--- START ---
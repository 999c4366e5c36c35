//! Rebundle configuration
//!
//! Describes one guarded artifact in a `rebundle.toml` file at the project
//! root:
//! - The artifact path and where its fingerprint record lives
//! - The input roots that feed the fingerprint
//! - The ordered toolchain steps that regenerate the artifact
//!
//! # Configuration Hierarchy
//!
//! Later sources override earlier ones:
//! 1. Project config (./rebundle.toml)
//! 2. Environment variables (REBUNDLE_*)
//! 3. CLI flags (handled by the caller)
//!
//! # Example
//!
//! ```no_run
//! use rebundle_config::ConfigLoader;
//! use std::path::Path;
//!
//! let loader = ConfigLoader::new();
//! let config = loader.load_from_directory(Path::new(".")).unwrap();
//! println!("guarding {}", config.project.bundle.artifact.display());
//! ```

pub mod loader;
pub mod project;

use std::path::PathBuf;
use thiserror::Error;

/// Configuration errors
#[derive(Error, Debug)]
pub enum ConfigError {
    #[error("Configuration file not found: {0}")]
    NotFound(PathBuf),

    #[error("Failed to read configuration file: {0}")]
    IoError(#[from] std::io::Error),

    #[error("Invalid TOML syntax in {file}: {error}")]
    TomlParseError {
        file: PathBuf,
        error: toml::de::Error,
    },

    #[error("Invalid configuration: {0}")]
    ValidationError(String),

    #[error("Invalid value for '{field}': {reason}")]
    InvalidValue { field: String, reason: String },
}

/// Result type for configuration operations
pub type ConfigResult<T> = Result<T, ConfigError>;

pub use loader::{Config, ConfigLoader};
pub use project::{
    BundleConfig, InputsConfig, ProjectConfig, StepConfig, CONFIG_FILE_NAME, DEFAULT_RECORD_NAME,
};
//! Source availability check
//!
//! Trimmed distributions may ship a prebuilt artifact without the sources
//! it was built from. When required roots are missing, an existing artifact
//! is kept as-is; without one there is nothing to fall back on.

use crate::discover::missing_roots;
use serde::Serialize;
use std::path::{Path, PathBuf};

/// Result of checking required roots
#[derive(Debug, Clone, PartialEq, Eq, Serialize)]
#[serde(tag = "state", rename_all = "kebab-case")]
pub enum SourceCheck {
    /// Every required root exists
    Available,
    /// Roots are missing but a prebuilt artifact exists
    KeepArtifact { missing: Vec<PathBuf> },
    /// Roots are missing and there is no artifact
    Unavailable { missing: Vec<PathBuf> },
}

impl SourceCheck {
    pub fn is_available(&self) -> bool {
        matches!(self, Self::Available)
    }
}

/// Check that every `required` root exists, consulting `artifact` only when
/// one does not
pub fn check_sources(required: &[PathBuf], artifact: &Path) -> SourceCheck {
    let missing = missing_roots(required);
    if missing.is_empty() {
        return SourceCheck::Available;
    }

    if artifact.is_file() {
        SourceCheck::KeepArtifact { missing }
    } else {
        SourceCheck::Unavailable { missing }
    }
}
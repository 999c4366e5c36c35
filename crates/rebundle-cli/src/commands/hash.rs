//! Hash command - print the current input fingerprint

use super::pipeline;
use anyhow::{Context, Result};
use rebundle_config::Config;

pub fn run(project: &Config) -> Result<()> {
    let fingerprint = pipeline(project)?
        .fingerprint()
        .context("Failed to fingerprint inputs")?;
    println!("{fingerprint}");
    Ok(())
}
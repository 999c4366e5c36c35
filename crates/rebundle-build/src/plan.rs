//! Resolved build plan
//!
//! Turns a loaded `rebundle.toml` into absolute paths and ready-to-run steps.

use crate::discover::RootSpec;
use crate::error::{BuildError, BuildResult};
use crate::runner::ToolStep;
use rebundle_config::{Config, DEFAULT_RECORD_NAME};
use std::path::{Path, PathBuf};

/// Everything the pipeline needs to guard one artifact
#[derive(Debug, Clone)]
pub struct BundlePlan {
    /// Label used in log output
    pub name: String,
    /// Base for relative input paths in the fingerprint
    pub project_root: PathBuf,
    /// Fingerprint inputs
    pub inputs: RootSpec,
    /// Roots whose absence triggers the fallback policy
    pub required: Vec<PathBuf>,
    /// Artifact produced by the toolchain
    pub artifact: PathBuf,
    /// Fingerprint record location
    pub record: PathBuf,
    /// Toolchain steps in execution order
    pub steps: Vec<ToolStep>,
    /// Remediation hint for failures
    pub hint: Option<String>,
}

impl BundlePlan {
    /// Start a plan for `artifact` under `project_root`
    ///
    /// Relative paths given to the builder methods are resolved against the
    /// project root.
    pub fn new(project_root: impl Into<PathBuf>, artifact: impl AsRef<Path>) -> Self {
        let project_root = project_root.into();
        let artifact = resolve(&project_root, artifact.as_ref());
        let record = artifact
            .parent()
            .map(|dir| dir.join(DEFAULT_RECORD_NAME))
            .unwrap_or_else(|| project_root.join(DEFAULT_RECORD_NAME));
        let name = artifact
            .file_name()
            .map(|n| n.to_string_lossy().into_owned())
            .unwrap_or_else(|| "bundle".to_string());

        Self {
            name,
            project_root,
            inputs: RootSpec::default(),
            required: Vec::new(),
            artifact,
            record,
            steps: Vec::new(),
            hint: None,
        }
    }

    /// Build a plan from loaded configuration
    pub fn from_config(config: &Config) -> BuildResult<Self> {
        config.project.validate()?;

        let project_root = absolute(&config.project_root)?;
        let project = &config.project;

        let mut plan = Self::new(&project_root, absolute(&config.artifact_path())?)
            .with_name(project.display_name())
            .with_record(absolute(&config.record_path())?)
            .with_exclude_hidden(project.inputs.exclude_hidden);

        for root in &project.inputs.roots {
            plan = plan.with_root(root);
        }
        plan.required = project
            .required_roots()
            .iter()
            .map(|root| resolve(&project_root, root))
            .collect();

        for step_config in &project.steps {
            let mut step = ToolStep::new(&step_config.name, &step_config.program)
                .with_args(step_config.args.iter().cloned());
            if let Some(launcher) = &project.bundle.launcher {
                step = step.launched_via(launcher);
            }
            step.cwd = Some(match &step_config.cwd {
                Some(cwd) => resolve(&project_root, cwd),
                None => project_root.clone(),
            });
            plan.steps.push(step);
        }

        plan.hint = project.bundle.hint.clone();
        Ok(plan)
    }

    pub fn with_name(mut self, name: impl Into<String>) -> Self {
        self.name = name.into();
        self
    }

    /// Add an input root; it is also required unless listed otherwise later
    pub fn with_root(mut self, root: impl AsRef<Path>) -> Self {
        let root = resolve(&self.project_root, root.as_ref());
        self.required.push(root.clone());
        self.inputs.roots.push(root);
        self
    }

    /// Add an input root that may be absent without triggering the fallback
    pub fn with_optional_root(mut self, root: impl AsRef<Path>) -> Self {
        let root = resolve(&self.project_root, root.as_ref());
        self.inputs.roots.push(root);
        self
    }

    pub fn with_record(mut self, record: impl AsRef<Path>) -> Self {
        self.record = resolve(&self.project_root, record.as_ref());
        self
    }

    pub fn with_exclude_hidden(mut self, exclude_hidden: bool) -> Self {
        self.inputs.exclude_hidden = exclude_hidden;
        self
    }

    pub fn with_step(mut self, step: ToolStep) -> Self {
        self.steps.push(step);
        self
    }

    /// Fingerprint inputs with the artifact and record left out
    ///
    /// Either may sit inside an input root; hashing them would change the
    /// inputs on every build.
    pub fn input_spec(&self) -> RootSpec {
        self.inputs
            .clone()
            .excluding(&self.artifact)
            .excluding(&self.record)
    }
}

fn resolve(base: &Path, path: &Path) -> PathBuf {
    if path.is_absolute() {
        path.to_path_buf()
    } else {
        base.join(path)
    }
}

fn absolute(path: &Path) -> BuildResult<PathBuf> {
    if path.is_absolute() {
        return Ok(path.to_path_buf());
    }
    let cwd = std::env::current_dir().map_err(|e| BuildError::io(path, e))?;
    Ok(cwd.join(path))
}
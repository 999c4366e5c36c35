//! Skip-or-rebuild decision

use crate::fingerprint::Fingerprint;
use serde::Serialize;
use std::fmt;

/// Why a rebuild is required
#[derive(Debug, Clone, Copy, PartialEq, Eq, Serialize)]
#[serde(rename_all = "kebab-case")]
pub enum RebuildReason {
    /// No usable record from a previous build
    NoRecord,
    /// Inputs differ from the recorded build
    FingerprintChanged,
    /// Record matches but the artifact is gone
    ArtifactMissing,
    /// Caller asked to ignore the record
    Forced,
}

impl fmt::Display for RebuildReason {
    fn fmt(&self, f: &mut fmt::Formatter<'_>) -> fmt::Result {
        let text = match self {
            Self::NoRecord => "no previous build recorded",
            Self::FingerprintChanged => "inputs changed",
            Self::ArtifactMissing => "artifact missing",
            Self::Forced => "forced",
        };
        f.write_str(text)
    }
}

/// Gate decision
#[derive(Debug, Clone, Copy, PartialEq, Eq, Serialize)]
#[serde(tag = "action", content = "reason", rename_all = "kebab-case")]
pub enum Decision {
    Skip,
    Rebuild(RebuildReason),
}

/// Compare the computed fingerprint with the recorded one
///
/// Skips only when both match and the artifact is on disk.
pub fn decide(
    computed: &Fingerprint,
    recorded: Option<&Fingerprint>,
    artifact_present: bool,
) -> Decision {
    match recorded {
        None => Decision::Rebuild(RebuildReason::NoRecord),
        Some(recorded) if recorded != computed => {
            Decision::Rebuild(RebuildReason::FingerprintChanged)
        }
        Some(_) if !artifact_present => Decision::Rebuild(RebuildReason::ArtifactMissing),
        Some(_) => Decision::Skip,
    }
}
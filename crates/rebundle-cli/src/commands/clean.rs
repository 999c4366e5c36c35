//! Clean command - forget the recorded fingerprint

use super::{pipeline, relative};
use anyhow::{Context, Result};
use rebundle_build::DigestStore;
use rebundle_config::Config;

pub fn run(project: &Config) -> Result<()> {
    let pipeline = pipeline(project)?;
    let root = pipeline.plan().project_root.clone();
    let (mut record, _) = pipeline.into_parts();
    record
        .clear()
        .with_context(|| format!("Failed to remove {}", record.path().display()))?;
    println!("Removed {}", relative(record.path(), &root));
    Ok(())
}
--- END ---
- [Assigned task]:
Begin with the line above that has "record left out" and continue through the line that has "fn absolute(path: &Path)", setting each one down exactly. Stop there.

- [Completed task]:
    /// Fingerprint inputs with the artifact and record left out
    ///
    /// Either may sit inside an input root; hashing them would change the
    /// inputs on every build.
    pub fn input_spec(&self) -> RootSpec {
        self.inputs
            .clone()
            .excluding(&self.artifact)
            .excluding(&self.record)
    }
}

fn resolve(base: &Path, path: &Path) -> PathBuf {
    if path.is_absolute() {
        path.to_path_buf()
    } else {
        base.join(path)
    }
}

fn absolute(path: &Path) -> BuildResult<PathBuf> {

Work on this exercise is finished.